Scan the entries for "return". Every line that holds it is to be copied.

═════ Information given ═════

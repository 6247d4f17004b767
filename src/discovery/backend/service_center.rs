//! 服务中心（poll/heartbeat）服务发现后端
//!
//! 按需查询并缓存 revision，后台按间隔轮询已查询过的服务，revision 变化时通知监听器。

use std::sync::Arc;
use std::time::Duration;

use async_trait::async_trait;
use dashmap::DashMap;
use parking_lot::{Mutex, RwLock};
use tokio::sync::broadcast::error::RecvError;
use tokio::task::JoinHandle;
use tokio_util::sync::CancellationToken;
use tracing::{debug, info, warn};

use crate::client::ServiceRegistryClient;
use crate::discovery::{Discovery, InstanceChangedListener, MicroserviceInstance};
use crate::error::{RegistryError, Result};
use crate::registry::local::LocalMicroservice;
use crate::registry::microservice::Microservice;
use crate::registry::service_center::SERVICE_CENTER_REGISTRY_NAME;
use crate::retry::{BackoffPolicy, ExponentialBackoff};
use crate::task::{EventBus, TaskEvent};
use crate::version::VERSION_RULE_ALL;

#[derive(Debug, Clone, Default)]
struct CachedInstances {
    revision: Option<String>,
    instances: Vec<MicroserviceInstance>,
}

struct ServiceCenterDiscoveryInner {
    enabled: bool,
    client: Arc<dyn ServiceRegistryClient>,
    consumer: RwLock<Option<Arc<LocalMicroservice>>>,
    pull_interval: Duration,
    cache: DashMap<(String, String), CachedInstances>,
    listener: RwLock<Option<Arc<dyn InstanceChangedListener>>>,
}

impl ServiceCenterDiscoveryInner {
    fn consumer_id(&self) -> String {
        self.consumer
            .read()
            .as_ref()
            .map(|local| local.service_id())
            .unwrap_or_default()
    }

    fn listener(&self) -> Option<Arc<dyn InstanceChangedListener>> {
        self.listener.read().clone()
    }

    /// 查询一次，返回实例列表以及是否发生变化
    async fn pull(&self, app_id: &str, service_name: &str) -> Result<(Vec<MicroserviceInstance>, bool)> {
        let key = (app_id.to_string(), service_name.to_string());
        let revision = self.cache.get(&key).and_then(|c| c.revision.clone());

        let result = self
            .client
            .find_service_instances(
                &self.consumer_id(),
                app_id,
                service_name,
                VERSION_RULE_ALL,
                revision.as_deref(),
            )
            .await?;

        if result.microservice_not_exist {
            self.cache.remove(&key);
            return Err(RegistryError::MicroserviceNotFound {
                app_id: app_id.to_string(),
                service_name: service_name.to_string(),
            });
        }

        if !result.need_refresh {
            let instances = self
                .cache
                .get(&key)
                .map(|c| c.instances.clone())
                .unwrap_or_default();
            return Ok((instances, false));
        }

        let mut instances = result.instances;
        instances.sort_by(|a, b| a.instance_id.cmp(&b.instance_id));
        self.cache.insert(
            key,
            CachedInstances {
                revision: result.revision,
                instances: instances.clone(),
            },
        );
        Ok((instances, true))
    }

    /// 轮询一轮，返回是否全部成功
    async fn poll_round(&self) -> bool {
        let keys: Vec<(String, String)> = self.cache.iter().map(|e| e.key().clone()).collect();
        let mut healthy = true;

        for (app_id, service_name) in keys {
            match self.pull(&app_id, &service_name).await {
                Ok((instances, true)) => {
                    debug!(app_id = %app_id, service_name = %service_name, count = instances.len(), "Instances changed");
                    if let Some(listener) = self.listener() {
                        listener.on_instance_changed(
                            SERVICE_CENTER_REGISTRY_NAME,
                            &app_id,
                            &service_name,
                            instances,
                        );
                    }
                }
                Ok((_, false)) => {}
                Err(e) if e.is_not_found() => {
                    info!(app_id = %app_id, service_name = %service_name, "Microservice removed from service center");
                }
                Err(e) => {
                    warn!(app_id = %app_id, service_name = %service_name, error = %e, "Pull instances failed");
                    healthy = false;
                }
            }
        }
        healthy
    }

    async fn poll_loop(self: Arc<Self>, cancel: CancellationToken) {
        let backoff = ExponentialBackoff::new(Duration::from_secs(1), self.pull_interval);
        let mut failures = 0;

        loop {
            let delay = if failures == 0 {
                self.pull_interval
            } else {
                backoff.backoff_duration(failures - 1)
            };
            tokio::select! {
                _ = cancel.cancelled() => break,
                _ = tokio::time::sleep(delay) => {}
            }

            if self.poll_round().await {
                if failures > 0 {
                    info!("Service center reachable again");
                    if let Some(listener) = self.listener() {
                        listener.on_connection_recovered(SERVICE_CENTER_REGISTRY_NAME);
                    }
                }
                failures = 0;
            } else {
                failures += 1;
            }
        }
    }

    async fn forward_recovery(self: Arc<Self>, bus: EventBus, cancel: CancellationToken) {
        let mut events = bus.subscribe();
        loop {
            tokio::select! {
                _ = cancel.cancelled() => break,
                received = events.recv() => match received {
                    Ok(TaskEvent::ConnectionRecovered) => {
                        if let Some(listener) = self.listener() {
                            listener.on_connection_recovered(SERVICE_CENTER_REGISTRY_NAME);
                        }
                    }
                    Ok(_) | Err(RecvError::Lagged(_)) => {}
                    Err(RecvError::Closed) => break,
                },
            }
        }
    }
}

/// 服务中心服务发现
pub struct ServiceCenterDiscovery {
    inner: Arc<ServiceCenterDiscoveryInner>,
    recovery_bus: Option<EventBus>,
    cancel: CancellationToken,
    handles: Mutex<Vec<JoinHandle<()>>>,
}

impl ServiceCenterDiscovery {
    pub fn new(
        client: Arc<dyn ServiceRegistryClient>,
        pull_interval: Duration,
        enabled: bool,
    ) -> Self {
        Self {
            inner: Arc::new(ServiceCenterDiscoveryInner {
                enabled,
                client,
                consumer: RwLock::new(None),
                pull_interval,
                cache: DashMap::new(),
                listener: RwLock::new(None),
            }),
            recovery_bus: None,
            cancel: CancellationToken::new(),
            handles: Mutex::new(Vec::new()),
        }
    }

    /// 以本地微服务作为查询的消费者
    pub fn with_consumer(self, local: Arc<LocalMicroservice>) -> Self {
        *self.inner.consumer.write() = Some(local);
        self
    }

    /// 订阅注册任务的心跳恢复事件
    pub fn with_recovery_events(mut self, bus: EventBus) -> Self {
        self.recovery_bus = Some(bus);
        self
    }
}

#[async_trait]
impl Discovery for ServiceCenterDiscovery {
    fn name(&self) -> &str {
        SERVICE_CENTER_REGISTRY_NAME
    }

    fn enabled(&self) -> bool {
        self.inner.enabled
    }

    async fn init(&self) -> Result<()> {
        Ok(())
    }

    async fn run(&self) -> Result<()> {
        let mut handles = self.handles.lock();
        if !handles.is_empty() {
            return Ok(());
        }
        handles.push(tokio::spawn(
            self.inner.clone().poll_loop(self.cancel.child_token()),
        ));
        if let Some(bus) = &self.recovery_bus {
            handles.push(tokio::spawn(
                self.inner
                    .clone()
                    .forward_recovery(bus.clone(), self.cancel.child_token()),
            ));
        }
        Ok(())
    }

    async fn destroy(&self) {
        self.cancel.cancel();
        for handle in self.handles.lock().drain(..) {
            handle.abort();
        }
    }

    async fn find_service_instances(
        &self,
        app_id: &str,
        service_name: &str,
    ) -> Result<Vec<MicroserviceInstance>> {
        let (instances, _) = self.inner.pull(app_id, service_name).await?;
        Ok(instances)
    }

    async fn find_services(&self, app_id: &str) -> Result<Vec<String>> {
        let mut names: Vec<String> = self
            .inner
            .client
            .get_all_microservices()
            .await?
            .into_iter()
            .filter(|ms| ms.app_id == app_id)
            .map(|ms| ms.service_name)
            .collect();
        names.sort();
        names.dedup();
        Ok(names)
    }

    fn set_instance_changed_listener(&self, listener: Arc<dyn InstanceChangedListener>) {
        *self.inner.listener.write() = Some(listener);
    }

    async fn get_microservice(&self, service_id: &str) -> Result<Option<Microservice>> {
        self.inner.client.get_microservice(service_id).await
    }
}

═════

:: Answer to this task ::
            return Err(RegistryError::MicroserviceNotFound {
            return Ok((instances, false));
            return Ok(());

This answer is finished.